[Information shown — start]

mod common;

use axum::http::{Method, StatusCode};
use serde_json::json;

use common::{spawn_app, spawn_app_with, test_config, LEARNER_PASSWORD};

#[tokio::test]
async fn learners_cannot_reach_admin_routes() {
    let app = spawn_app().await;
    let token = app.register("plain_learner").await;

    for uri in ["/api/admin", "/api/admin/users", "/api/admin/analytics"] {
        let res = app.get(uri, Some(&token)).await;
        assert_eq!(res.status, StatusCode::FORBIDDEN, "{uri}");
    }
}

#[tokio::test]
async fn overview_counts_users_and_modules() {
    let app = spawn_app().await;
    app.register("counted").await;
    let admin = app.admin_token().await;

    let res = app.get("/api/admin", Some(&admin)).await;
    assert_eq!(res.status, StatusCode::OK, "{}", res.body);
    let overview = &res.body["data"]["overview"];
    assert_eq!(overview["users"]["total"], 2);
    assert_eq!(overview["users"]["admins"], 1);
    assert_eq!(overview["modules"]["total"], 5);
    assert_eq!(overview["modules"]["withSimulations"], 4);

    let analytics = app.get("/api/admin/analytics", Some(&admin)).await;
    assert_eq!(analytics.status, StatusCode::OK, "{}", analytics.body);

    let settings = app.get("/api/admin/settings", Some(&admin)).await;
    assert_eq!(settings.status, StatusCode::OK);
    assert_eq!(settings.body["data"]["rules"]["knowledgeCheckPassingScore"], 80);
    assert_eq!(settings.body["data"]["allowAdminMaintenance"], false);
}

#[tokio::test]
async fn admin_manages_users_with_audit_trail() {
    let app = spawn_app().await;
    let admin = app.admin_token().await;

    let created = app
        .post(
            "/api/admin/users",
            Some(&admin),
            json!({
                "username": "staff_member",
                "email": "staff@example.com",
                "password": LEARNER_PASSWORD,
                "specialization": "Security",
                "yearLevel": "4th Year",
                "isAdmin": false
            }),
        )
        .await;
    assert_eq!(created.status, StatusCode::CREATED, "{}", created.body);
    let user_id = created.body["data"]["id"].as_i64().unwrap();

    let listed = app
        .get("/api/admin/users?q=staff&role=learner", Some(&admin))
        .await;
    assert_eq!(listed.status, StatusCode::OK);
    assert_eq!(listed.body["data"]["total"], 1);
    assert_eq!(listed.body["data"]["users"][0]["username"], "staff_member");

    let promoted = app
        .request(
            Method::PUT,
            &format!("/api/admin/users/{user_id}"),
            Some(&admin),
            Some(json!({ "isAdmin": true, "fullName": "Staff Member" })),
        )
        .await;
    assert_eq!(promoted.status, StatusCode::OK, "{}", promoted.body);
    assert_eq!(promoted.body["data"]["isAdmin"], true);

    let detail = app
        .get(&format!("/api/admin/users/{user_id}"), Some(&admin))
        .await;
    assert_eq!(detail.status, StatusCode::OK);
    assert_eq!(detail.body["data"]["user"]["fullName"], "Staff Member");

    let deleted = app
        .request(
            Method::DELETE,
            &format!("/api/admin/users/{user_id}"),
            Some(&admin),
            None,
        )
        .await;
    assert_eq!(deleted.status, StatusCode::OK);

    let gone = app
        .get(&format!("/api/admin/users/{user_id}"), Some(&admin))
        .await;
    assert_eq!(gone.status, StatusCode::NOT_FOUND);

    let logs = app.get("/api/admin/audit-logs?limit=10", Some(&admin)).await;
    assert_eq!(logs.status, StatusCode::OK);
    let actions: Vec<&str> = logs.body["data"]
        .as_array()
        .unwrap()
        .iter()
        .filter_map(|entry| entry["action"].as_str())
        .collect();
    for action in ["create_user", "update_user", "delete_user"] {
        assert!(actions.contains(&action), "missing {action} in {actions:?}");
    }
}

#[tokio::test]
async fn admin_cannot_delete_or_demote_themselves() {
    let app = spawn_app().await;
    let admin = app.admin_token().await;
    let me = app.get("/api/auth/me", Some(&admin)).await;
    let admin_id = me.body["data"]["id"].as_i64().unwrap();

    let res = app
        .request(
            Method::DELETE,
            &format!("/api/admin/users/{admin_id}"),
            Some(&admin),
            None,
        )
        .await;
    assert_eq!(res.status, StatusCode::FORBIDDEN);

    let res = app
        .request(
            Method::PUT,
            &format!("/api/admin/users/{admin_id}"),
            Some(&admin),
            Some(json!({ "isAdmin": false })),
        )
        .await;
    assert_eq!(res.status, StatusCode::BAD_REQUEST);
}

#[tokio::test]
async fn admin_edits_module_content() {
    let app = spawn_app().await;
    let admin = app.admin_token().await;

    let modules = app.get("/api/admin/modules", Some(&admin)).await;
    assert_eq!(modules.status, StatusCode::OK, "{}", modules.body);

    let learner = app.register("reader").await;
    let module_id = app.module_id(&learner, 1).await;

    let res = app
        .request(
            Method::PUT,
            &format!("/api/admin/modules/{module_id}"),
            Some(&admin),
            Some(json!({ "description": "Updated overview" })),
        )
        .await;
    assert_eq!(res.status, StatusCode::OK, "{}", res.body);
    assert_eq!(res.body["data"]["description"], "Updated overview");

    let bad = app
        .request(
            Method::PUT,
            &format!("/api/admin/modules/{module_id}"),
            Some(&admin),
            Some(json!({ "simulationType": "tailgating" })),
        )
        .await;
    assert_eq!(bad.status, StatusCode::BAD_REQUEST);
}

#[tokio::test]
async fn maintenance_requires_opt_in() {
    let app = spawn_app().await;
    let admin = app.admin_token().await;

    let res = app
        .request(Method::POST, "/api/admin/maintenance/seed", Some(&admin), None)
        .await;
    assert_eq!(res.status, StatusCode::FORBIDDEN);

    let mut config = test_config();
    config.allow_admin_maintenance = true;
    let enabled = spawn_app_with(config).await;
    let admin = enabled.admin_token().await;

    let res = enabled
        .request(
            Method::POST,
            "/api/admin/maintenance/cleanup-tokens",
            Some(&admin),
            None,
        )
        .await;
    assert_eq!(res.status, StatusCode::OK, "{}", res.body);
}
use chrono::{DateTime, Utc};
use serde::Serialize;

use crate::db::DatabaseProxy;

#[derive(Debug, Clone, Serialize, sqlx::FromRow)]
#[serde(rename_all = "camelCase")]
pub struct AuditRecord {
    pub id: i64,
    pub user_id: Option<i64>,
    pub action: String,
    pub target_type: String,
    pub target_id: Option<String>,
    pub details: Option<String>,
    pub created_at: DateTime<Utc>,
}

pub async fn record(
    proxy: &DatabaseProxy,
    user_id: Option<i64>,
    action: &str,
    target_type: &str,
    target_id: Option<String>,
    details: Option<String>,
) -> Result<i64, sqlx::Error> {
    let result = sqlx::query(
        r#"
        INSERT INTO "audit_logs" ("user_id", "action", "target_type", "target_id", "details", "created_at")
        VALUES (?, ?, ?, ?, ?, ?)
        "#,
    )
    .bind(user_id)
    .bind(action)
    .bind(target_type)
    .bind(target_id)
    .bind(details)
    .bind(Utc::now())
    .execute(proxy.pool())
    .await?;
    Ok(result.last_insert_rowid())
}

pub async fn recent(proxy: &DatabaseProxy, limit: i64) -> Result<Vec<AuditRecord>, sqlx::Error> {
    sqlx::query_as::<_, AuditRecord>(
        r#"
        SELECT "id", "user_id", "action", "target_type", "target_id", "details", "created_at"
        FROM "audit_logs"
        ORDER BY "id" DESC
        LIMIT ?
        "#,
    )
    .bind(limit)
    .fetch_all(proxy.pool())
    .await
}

[Information shown — finish]

What you will do - For this exercise, give the entries above again with no difference at all.

Exercise output -
mod common;

use axum::http::{Method, StatusCode};
use serde_json::json;

use common::{spawn_app, spawn_app_with, test_config, LEARNER_PASSWORD};

#[tokio::test]
async fn learners_cannot_reach_admin_routes() {
    let app = spawn_app().await;
    let token = app.register("plain_learner").await;

    for uri in ["/api/admin", "/api/admin/users", "/api/admin/analytics"] {
        let res = app.get(uri, Some(&token)).await;
        assert_eq!(res.status, StatusCode::FORBIDDEN, "{uri}");
    }
}

#[tokio::test]
async fn overview_counts_users_and_modules() {
    let app = spawn_app().await;
    app.register("counted").await;
    let admin = app.admin_token().await;

    let res = app.get("/api/admin", Some(&admin)).await;
    assert_eq!(res.status, StatusCode::OK, "{}", res.body);
    let overview = &res.body["data"]["overview"];
    assert_eq!(overview["users"]["total"], 2);
    assert_eq!(overview["users"]["admins"], 1);
    assert_eq!(overview["modules"]["total"], 5);
    assert_eq!(overview["modules"]["withSimulations"], 4);

    let analytics = app.get("/api/admin/analytics", Some(&admin)).await;
    assert_eq!(analytics.status, StatusCode::OK, "{}", analytics.body);

    let settings = app.get("/api/admin/settings", Some(&admin)).await;
    assert_eq!(settings.status, StatusCode::OK);
    assert_eq!(settings.body["data"]["rules"]["knowledgeCheckPassingScore"], 80);
    assert_eq!(settings.body["data"]["allowAdminMaintenance"], false);
}

#[tokio::test]
async fn admin_manages_users_with_audit_trail() {
    let app = spawn_app().await;
    let admin = app.admin_token().await;

    let created = app
        .post(
            "/api/admin/users",
            Some(&admin),
            json!({
                "username": "staff_member",
                "email": "staff@example.com",
                "password": LEARNER_PASSWORD,
                "specialization": "Security",
                "yearLevel": "4th Year",
                "isAdmin": false
            }),
        )
        .await;
    assert_eq!(created.status, StatusCode::CREATED, "{}", created.body);
    let user_id = created.body["data"]["id"].as_i64().unwrap();

    let listed = app
        .get("/api/admin/users?q=staff&role=learner", Some(&admin))
        .await;
    assert_eq!(listed.status, StatusCode::OK);
    assert_eq!(listed.body["data"]["total"], 1);
    assert_eq!(listed.body["data"]["users"][0]["username"], "staff_member");

    let promoted = app
        .request(
            Method::PUT,
            &format!("/api/admin/users/{user_id}"),
            Some(&admin),
            Some(json!({ "isAdmin": true, "fullName": "Staff Member" })),
        )
        .await;
    assert_eq!(promoted.status, StatusCode::OK, "{}", promoted.body);
    assert_eq!(promoted.body["data"]["isAdmin"], true);

    let detail = app
        .get(&format!("/api/admin/users/{user_id}"), Some(&admin))
        .await;
    assert_eq!(detail.status, StatusCode::OK);
    assert_eq!(detail.body["data"]["user"]["fullName"], "Staff Member");

    let deleted = app
        .request(
            Method::DELETE,
            &format!("/api/admin/users/{user_id}"),
            Some(&admin),
            None,
        )
        .await;
    assert_eq!(deleted.status, StatusCode::OK);

    let gone = app
        .get(&format!("/api/admin/users/{user_id}"), Some(&admin))
        .await;
    assert_eq!(gone.status, StatusCode::NOT_FOUND);

    let logs = app.get("/api/admin/audit-logs?limit=10", Some(&admin)).await;
    assert_eq!(logs.status, StatusCode::OK);
    let actions: Vec<&str> = logs.body["data"]
        .as_array()
        .unwrap()
        .iter()
        .filter_map(|entry| entry["action"].as_str())
        .collect();
    for action in ["create_user", "update_user", "delete_user"] {
        assert!(actions.contains(&action), "missing {action} in {actions:?}");
    }
}

#[tokio::test]
async fn admin_cannot_delete_or_demote_themselves() {
    let app = spawn_app().await;
    let admin = app.admin_token().await;
    let me = app.get("/api/auth/me", Some(&admin)).await;
    let admin_id = me.body["data"]["id"].as_i64().unwrap();

    let res = app
        .request(
            Method::DELETE,
            &format!("/api/admin/users/{admin_id}"),
            Some(&admin),
            None,
        )
        .await;
    assert_eq!(res.status, StatusCode::FORBIDDEN);

    let res = app
        .request(
            Method::PUT,
            &format!("/api/admin/users/{admin_id}"),
            Some(&admin),
            Some(json!({ "isAdmin": false })),
        )
        .await;
    assert_eq!(res.status, StatusCode::BAD_REQUEST);
}

#[tokio::test]
async fn admin_edits_module_content() {
    let app = spawn_app().await;
    let admin = app.admin_token().await;

    let modules = app.get("/api/admin/modules", Some(&admin)).await;
    assert_eq!(modules.status, StatusCode::OK, "{}", modules.body);

    let learner = app.register("reader").await;
    let module_id = app.module_id(&learner, 1).await;

    let res = app
        .request(
            Method::PUT,
            &format!("/api/admin/modules/{module_id}"),
            Some(&admin),
            Some(json!({ "description": "Updated overview" })),
        )
        .await;
    assert_eq!(res.status, StatusCode::OK, "{}", res.body);
    assert_eq!(res.body["data"]["description"], "Updated overview");

    let bad = app
        .request(
            Method::PUT,
            &format!("/api/admin/modules/{module_id}"),
            Some(&admin),
            Some(json!({ "simulationType": "tailgating" })),
        )
        .await;
    assert_eq!(bad.status, StatusCode::BAD_REQUEST);
}

#[tokio::test]
async fn maintenance_requires_opt_in() {
    let app = spawn_app().await;
    let admin = app.admin_token().await;

    let res = app
        .request(Method::POST, "/api/admin/maintenance/seed", Some(&admin), None)
        .await;
    assert_eq!(res.status, StatusCode::FORBIDDEN);

    let mut config = test_config();
    config.allow_admin_maintenance = true;
    let enabled = spawn_app_with(config).await;
    let admin = enabled.admin_token().await;

    let res = enabled
        .request(
            Method::POST,
            "/api/admin/maintenance/cleanup-tokens",
            Some(&admin),
            None,
        )
        .await;
    assert_eq!(res.status, StatusCode::OK, "{}", res.body);
}
use chrono::{DateTime, Utc};
use serde::Serialize;

use crate::db::DatabaseProxy;

#[derive(Debug, Clone, Serialize, sqlx::FromRow)]
#[serde(rename_all = "camelCase")]
pub struct AuditRecord {
    pub id: i64,
    pub user_id: Option<i64>,
    pub action: String,
    pub target_type: String,
    pub target_id: Option<String>,
    pub details: Option<String>,
    pub created_at: DateTime<Utc>,
}

pub async fn record(
    proxy: &DatabaseProxy,
    user_id: Option<i64>,
    action: &str,
    target_type: &str,
    target_id: Option<String>,
    details: Option<String>,
) -> Result<i64, sqlx::Error> {
    let result = sqlx::query(
        r#"
        INSERT INTO "audit_logs" ("user_id", "action", "target_type", "target_id", "details", "created_at")
        VALUES (?, ?, ?, ?, ?, ?)
        "#,
    )
    .bind(user_id)
    .bind(action)
    .bind(target_type)
    .bind(target_id)
    .bind(details)
    .bind(Utc::now())
    .execute(proxy.pool())
    .await?;
    Ok(result.last_insert_rowid())
}

pub async fn recent(proxy: &DatabaseProxy, limit: i64) -> Result<Vec<AuditRecord>, sqlx::Error> {
    sqlx::query_as::<_, AuditRecord>(
        r#"
        SELECT "id", "user_id", "action", "target_type", "target_id", "details", "created_at"
        FROM "audit_logs"
        ORDER BY "id" DESC
        LIMIT ?
        "#,
    )
    .bind(limit)
    .fetch_all(proxy.pool())
    .await
}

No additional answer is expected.